Frontend Integration

The useSocket hook manages the Socket.IO connection:

// Simplified usage in usePlayer.ts
const socket = useSocket();
 
useEffect(() => {
  if (!socket || !guildId) return;
  socket.emit("subscribe", guildId);
 
  socket.on("playerState", (data) => {
    // Update local player state
  });
 
  socket.on("trackStart", (data) => {
    // Update current track
  });
 
  return () => {
    socket.emit("unsubscribe");
    socket.off("playerState");
    socket.off("trackStart");
  };
}, [socket, guildId]);

Internal WebSocket (websocket.ts)

The internal WebSocket route is available at /v1/ws/:guildId on the Fastify server. It requires the same Authorization header as the REST API.

This WebSocket is used exclusively by BotWsService to receive real-time events from the bot core. The bot emits events using manager.dashboardEmit(guildId, event, data), which internally emits to the Socket.IO room for that guild.

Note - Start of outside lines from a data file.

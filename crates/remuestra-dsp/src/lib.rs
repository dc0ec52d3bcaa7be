//! Remuestra DSP - the sample-rate conversion pipeline
//!
//! This crate implements the streaming converter on top of the stage
//! protocol from `remuestra-core`:
//!
//! - [`Ssrc`] orchestrates one channel's conversion: Kaiser-window FIR
//!   design, a polyphase rational resampler and an overlap-save DFT filter
//! - [`FastPp`] polyphase rational-ratio FIR
//! - [`DftFilter`] and [`PartDftFilter`] frequency-domain convolution
//! - [`minimum_phase`] cepstral transformation of designed filters
//! - [`Dither`] noise-shaped quantization with the shaper table
//! - [`ChannelMixer`] matrix down/up-mixing
//! - [`Soxifier`] push-pull adapter for streaming callers
//!
//! ## Example
//!
//! ```rust
//! use remuestra_core::shared;
//! use remuestra_dsp::{collect, Ssrc, SsrcParams, VecSource};
//!
//! let input: Vec<f32> = (0..44100)
//!     .map(|i| (2.0 * std::f32::consts::PI * 440.0 * i as f32 / 44100.0).sin())
//!     .collect();
//!
//! let params = SsrcParams { log2_dft_len: 10, ..SsrcParams::default() };
//! let ssrc = Ssrc::new(shared(VecSource::new(input)), 44100, 48000, &params).unwrap();
//! let resampled = collect(&shared(ssrc), 65536);
//! assert!(resampled.len() >= 48000);
//! ```

pub mod dft_filter;
pub mod dither;
pub mod error;
pub mod fastpp;
pub mod fft;
pub mod kaiser;
pub mod minphase;
pub mod mixer;
pub mod part_dft_filter;
pub mod profile;
pub mod sample;
pub mod shaper;
pub mod source;
pub mod soxifier;
pub mod ssrc;

pub use dft_filter::DftFilter;
pub use dither::{Dither, Quantizer};
pub use error::{Error, Result};
pub use fastpp::FastPp;
pub use fft::{RealDft, RealDftScratch};
pub use minphase::minimum_phase;
pub use mixer::ChannelMixer;
pub use part_dft_filter::PartDftFilter;
pub use profile::{find_profile, Profile, PROFILES};
pub use sample::Sample;
pub use shaper::{find_shaper, NoiseShaperCoef, SHAPERS};
pub use source::{collect, ImpulseGenerator, SweepGenerator, VecSource};
pub use soxifier::Soxifier;
pub use ssrc::{Ssrc, SsrcParams};
//! Integration tests for remuestra-core: the stage protocol, queues and
//! the worker pool working together.

use std::sync::atomic::{AtomicUsize, Ordering};
use std::sync::Arc;
use std::thread;

use remuestra_core::{shared, BgExecutor, BlockingArrayQueue, Outlet};

struct Ramp {
    next: usize,
    left: usize,
}

impl Outlet<f64> for Ramp {
    fn at_end(&mut self) -> bool {
        self.left == 0
    }

    fn read(&mut self, buf: &mut [f64]) -> usize {
        let n = buf.len().min(self.left);
        for s in &mut buf[..n] {
            *s = self.next as f64;
            self.next += 1;
        }
        self.left -= n;
        n
    }
}

/// A producer thread pushes blocks through a bounded queue; a consumer
/// outlet-style loop drains it. Order and count must survive.
#[test]
fn bounded_queue_preserves_stream_order() {
    let queue = Arc::new(BlockingArrayQueue::new(1000));
    let producer = {
        let queue = Arc::clone(&queue);
        thread::spawn(move || {
            let source = shared(Ramp {
                next: 0,
                left: 100_000,
            });
            let mut buf = vec![0.0f64; 1536];
            loop {
                let n = source.lock().unwrap().read(&mut buf);
                if n == 0 {
                    break;
                }
                queue.write_buf(buf[..n].to_vec());
            }
            queue.close();
        })
    };

    let mut expected = 0usize;
    let mut buf = vec![0.0f64; 701];
    loop {
        let n = queue.read(&mut buf);
        if n == 0 {
            break;
        }
        for &v in &buf[..n] {
            assert_eq!(v, expected as f64);
            expected += 1;
        }
    }
    producer.join().unwrap();
    assert_eq!(expected, 100_000);
}

/// Recursive fan-out over the shared pool: outer tasks wait on inner tasks
/// pushed to the same pool. Progress requires the reentrant pop.
#[test]
fn nested_parallel_regions_make_progress() {
    let workers = thread::available_parallelism().map_or(1, |n| n.get());
    let outer = BgExecutor::new();
    let sum = Arc::new(AtomicUsize::new(0));

    // More outer tasks than workers guarantees every worker is inside an
    // outer task while inner tasks are still queued.
    let outer_tasks = workers * 3;
    for t in 0..outer_tasks {
        let sum = Arc::clone(&sum);
        outer.push_fn(move || {
            let inner = BgExecutor::new();
            for i in 0..8 {
                let sum = Arc::clone(&sum);
                inner.push_fn(move || {
                    sum.fetch_add(t + i, Ordering::SeqCst);
                });
            }
            for _ in 0..8 {
                inner.pop();
            }
        });
    }
    for _ in 0..outer_tasks {
        outer.pop();
    }

    let want: usize = (0..outer_tasks).map(|t| (0..8).map(|i| t + i).sum::<usize>()).sum();
    assert_eq!(sum.load(Ordering::SeqCst), want);
}
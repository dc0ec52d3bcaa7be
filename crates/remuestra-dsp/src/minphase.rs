//! Minimum-phase transformation of linear-phase FIR filters.
//!
//! Works through the real cepstrum: the log-magnitude spectrum of the
//! input filter is inverted back to the cepstral domain, folded onto its
//! causal half, and the minimum-phase impulse response is synthesized with
//! the exponential recursion. A gentle exponential pre-emphasis
//! (alpha = 1 - 2^-20) keeps the log well-conditioned near spectral zeros, and
//! the tail is shaped by the right half of a 7-term Blackman-Harris window
//! before the result is renormalized to the input's DC sum.
//!
//! Reference: A. D. Smith and R. J. Ferguson, "Minimum-phase signal
//! calculation using the real cepstrum", CREWES Research Report 26, 2014.

use rustfft::num_complex::Complex;

use crate::fft::RealDft;
use crate::sample::Sample;

/// 7-term Blackman-Harris coefficients, normalized by the first below.
const BH7: [f64; 7] = [
    0.27105140069342,
    -0.43329793923448,
    0.21812299954311,
    -0.06592544638803,
    0.01081174209837,
    -0.00077658482522,
    0.00001388721735,
];

/// Right half of the 7-term Blackman-Harris window of total length `2n`.
fn half_window(n: usize) -> Vec<f64> {
    let mut w = vec![0.0; n];
    for (i, v) in w.iter_mut().enumerate() {
        for (k, &b) in BH7.iter().enumerate() {
            let phase = std::f64::consts::PI * k as f64 * (i + n) as f64 / n as f64;
            *v += b / BH7[0] * phase.cos();
        }
    }
    w
}

/// Converts symmetric linear-phase taps into their minimum-phase
/// equivalent of the same length and DC gain.
pub fn minimum_phase<T: Sample>(taps: &[T]) -> Vec<T> {
    let n = taps.len();
    let l = n.next_power_of_two();
    let alpha = 1.0 - (0.5f64).powi(20);

    let rdft = RealDft::<f64>::new(l);
    let mut scratch = rdft.make_scratch();
    let mut buf = vec![0.0f64; l];
    let mut spec = vec![Complex::new(0.0, 0.0); rdft.spectrum_len()];

    // Pre-emphasized copy; remember the input's DC sum for the final
    // renormalization.
    let mut a = 1.0;
    let mut e_in = 0.0;
    for (dst, &src) in buf.iter_mut().zip(taps.iter()) {
        let v = src.to_f64();
        *dst = v * a;
        e_in += v;
        a *= alpha;
    }

    rdft.forward(&buf, &mut spec, &mut scratch);

    // Log-magnitude spectrum, then back to the cepstral domain. The
    // inverse leaves a factor of L/2 which is divided out so `cep` is the
    // true real cepstrum.
    for s in spec.iter_mut() {
        *s = Complex::new(s.norm().ln(), 0.0);
    }
    let mut cep = vec![0.0f64; l];
    rdft.inverse(&spec, &mut cep, &mut scratch);
    let scale = 2.0 / l as f64;
    for c in cep.iter_mut() {
        *c *= scale;
    }

    // Fold the anti-causal half onto the causal half: the interior
    // coefficients become the minimum-phase complex cepstrum.
    for i in 1..l / 2 {
        cep[i] += cep[l - i];
    }

    // Exponential recursion synthesizing the impulse response, undoing the
    // pre-emphasis as it goes.
    let window = half_window(n);
    let mut out = vec![0.0f64; n];
    out[0] = (cep[0] / 2.0).exp() * window[0];
    let mut e_out = out[0];
    let inv_alpha = 1.0 / alpha;
    let mut a = inv_alpha;
    for i in 1..n {
        let mut sum = 0.0;
        for k in 1..=i {
            sum += k as f64 / i as f64 * cep[k] * out[i - k];
        }
        out[i] = sum * a * window[i];
        e_out += out[i];
        a *= inv_alpha;
    }

    let norm = e_in / e_out;
    out.iter().map(|&v| <T as Sample>::from_f64(v * norm)).collect()
}
//! Shared background worker pool.
//!
//! A process-wide pool of `available_parallelism()` threads services a
//! single global run queue. Each [`BgExecutor`] owns a private completion
//! queue: [`push`](BgExecutor::push) stamps a task with the executor's
//! completion sender and enqueues it globally; [`pop`](BgExecutor::pop)
//! blocks until one of the executor's own tasks completes.
//!
//! When `pop` is called from a worker thread, i.e. a nested parallel
//! region, it opportunistically executes other global tasks while waiting. Without
//! this, a task that fans out sub-tasks and waits for them would occupy its
//! worker forever and the pool would deadlock once all workers are parked
//! in nested waits.
//!
//! A task that panics has its payload carried back to the owning executor
//! and resumed on the consumer thread at the next `pop`.

use std::any::Any;
use std::cell::Cell;
use std::panic::{catch_unwind, resume_unwind, AssertUnwindSafe};
use std::sync::OnceLock;
use std::thread;

use crossbeam_channel::{select, unbounded, Receiver, Sender};

/// A unit of background work. The task object is returned to the owner's
/// completion queue after `run`, so results can be carried in its fields.
pub trait Task: Send {
    fn run(&mut self);
}

impl<F: FnMut() + Send> Task for F {
    fn run(&mut self) {
        self()
    }
}

type Completion = Result<Box<dyn Task>, Box<dyn Any + Send>>;

struct Job {
    task: Box<dyn Task>,
    owner: Sender<Completion>,
}

struct Pool {
    inject: Sender<Job>,
    steal: Receiver<Job>,
}

static POOL: OnceLock<Pool> = OnceLock::new();

thread_local! {
    static IS_WORKER: Cell<bool> = const { Cell::new(false) };
}

fn run_and_complete(mut job: Job) {
    let outcome = catch_unwind(AssertUnwindSafe(|| job.task.run()));
    // The owner may already be gone; a dropped completion is fine then.
    let _ = match outcome {
        Ok(()) => job.owner.send(Ok(job.task)),
        Err(payload) => job.owner.send(Err(payload)),
    };
}

fn pool() -> &'static Pool {
    POOL.get_or_init(|| {
        let (inject, steal) = unbounded::<Job>();
        let workers = thread::available_parallelism().map_or(1, |n| n.get());
        log::debug!("starting worker pool with {workers} threads");
        for i in 0..workers {
            let rx = steal.clone();
            thread::Builder::new()
                .name(format!("remuestra-worker-{i}"))
                .spawn(move || {
                    IS_WORKER.with(|w| w.set(true));
                    while let Ok(job) = rx.recv() {
                        run_and_complete(job);
                    }
                })
                .expect("failed to spawn worker thread");
        }
        Pool { inject, steal }
    })
}

/// Handle to the shared pool with a private completion queue.
///
/// Tasks pushed through one executor are popped from the same executor, in
/// completion order. Dropping the executor abandons outstanding tasks; they
/// still run, their completions are discarded.
pub struct BgExecutor {
    done_tx: Sender<Completion>,
    done_rx: Receiver<Completion>,
}

impl Default for BgExecutor {
    fn default() -> Self {
        Self::new()
    }
}

impl BgExecutor {
    pub fn new() -> Self {
        pool();
        let (done_tx, done_rx) = unbounded();
        Self { done_tx, done_rx }
    }

    /// Enqueues a task on the global run queue.
    pub fn push(&self, task: Box<dyn Task>) {
        let job = Job {
            task,
            owner: self.done_tx.clone(),
        };
        pool()
            .inject
            .send(job)
            .expect("worker pool run queue closed");
    }

    /// Waits for the next completed task of this executor.
    ///
    /// On a worker thread this steals and runs other global tasks while
    /// waiting. If the completed task panicked, the panic is resumed here.
    pub fn pop(&self) -> Box<dyn Task> {
        let completion = if IS_WORKER.with(|w| w.get()) {
            loop {
                select! {
                    recv(self.done_rx) -> c => break c.expect("completion queue closed"),
                    recv(pool().steal) -> j => {
                        if let Ok(job) = j {
                            run_and_complete(job);
                        }
                    }
                }
            }
        } else {
            self.done_rx.recv().expect("completion queue closed")
        };
        match completion {
            Ok(task) => task,
            Err(payload) => resume_unwind(payload),
        }
    }

    /// Pushes a closure; the returned task box is the closure itself.
    pub fn push_fn<F: FnMut() + Send + 'static>(&self, f: F) {
        self.push(Box::new(f));
    }
}
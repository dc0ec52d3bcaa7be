//! Error types for WAV I/O.

#[derive(Debug, thiserror::Error)]
pub enum Error {
    /// WAV encoding/decoding error.
    #[error("WAV error: {0}")]
    Wav(#[from] hound::Error),

    /// Underlying file I/O error.
    #[error("I/O error: {0}")]
    Io(#[from] std::io::Error),

    /// The stream format cannot be mapped onto a WAV encoding.
    #[error("unsupported sample format: {bits} bits ({tag:?})")]
    UnsupportedFormat {
        bits: u16,
        tag: remuestra_core::FormatTag,
    },

    /// The writer was given the wrong number of channel outlets.
    #[error("channel count mismatch: format has {expected} channels, got {got} outlets")]
    ChannelMismatch { expected: usize, got: usize },
}

pub type Result<T> = std::result::Result<T, Error>;
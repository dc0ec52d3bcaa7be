//! Remuestra IO - WAV container collaborator
//!
//! Bridges WAV files into the pull-based graph: [`WavReader`] exposes one
//! float outlet per channel (optionally fed by a prefetch thread), and
//! [`WavWriter`] drives a finished graph to exhaustion, interleaving
//! per-channel outlets into the output file.

mod error;
mod wav;

pub use error::{Error, Result};
pub use wav::{WavReader, WavSample, WavWriter};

SocketBridge (SocketBridge.ts)

The SocketBridge class connects the two WebSocket layers:

  1. When a Socket.IO client subscribes to a guild, the bridge subscribes the internal BotWsService to that guild's events.
  2. Internal events are forwarded to the Socket.IO room.
  3. On disconnect, the bridge cleans up both the Socket.IO room membership and the internal subscription.
class SocketBridge {
  private subscriptions = new Map<string, { guildId: string; handler: Function }>();
 
  constructor(
    private io: SocketIOServer,
    private botWs: BotWsService,
    private botApi: AxiosInstance
  ) {
    this.setup();
  }
 
  // subscribe: join room, subscribe to internal WS, fetch initial state
  // unsubscribe: leave room, unsubscribe from internal WS
  // disconnect: automatic cleanup
}

Each Socket.IO socket can only be subscribed to one guild at a time. Subscribing to a new guild automatically unsubscribes from the previous one.

Dashboard Emit

The bot core can push events to dashboard clients at any time via:

manager.dashboardEmit(guildId, eventName, data);

This function is set by the DashboardPlugin during the onReady hook:

client.dashboardEmit = (guildId, event, data) =>
  io.to('guild:' + guildId).emit(event, data);

Events are emitted from various locations:

  • Player events (trackStart.ts, trackEnd.ts) - push track changes
  • Queue modifications - push queue updates
  • Settings changes - push configuration updates
  • Player state changes - push pause, volume, loop changes

Player State Object

The player state object emitted in real-time events contains:

{
  "guildId": "123456789012345678",
  "current": {
    "title": "Song Title",
    "uri": "https://...",
    "length": 240000,
    "thumbnail": "https://...",
    "author": "Artist Name"
  },
  "queue": [
    { "title": "...", "uri": "...", "length": 0, "thumbnail": "...", "author": "..." }
  ],
  "pause": false,
  "position": 45000,
  "volume": 80,
  "loop": "none",
  "autoplay": false,
  "updatedAt": 1714000000000
}

The updatedAt timestamp is used by the frontend for state reconciliation when events arrive out of order.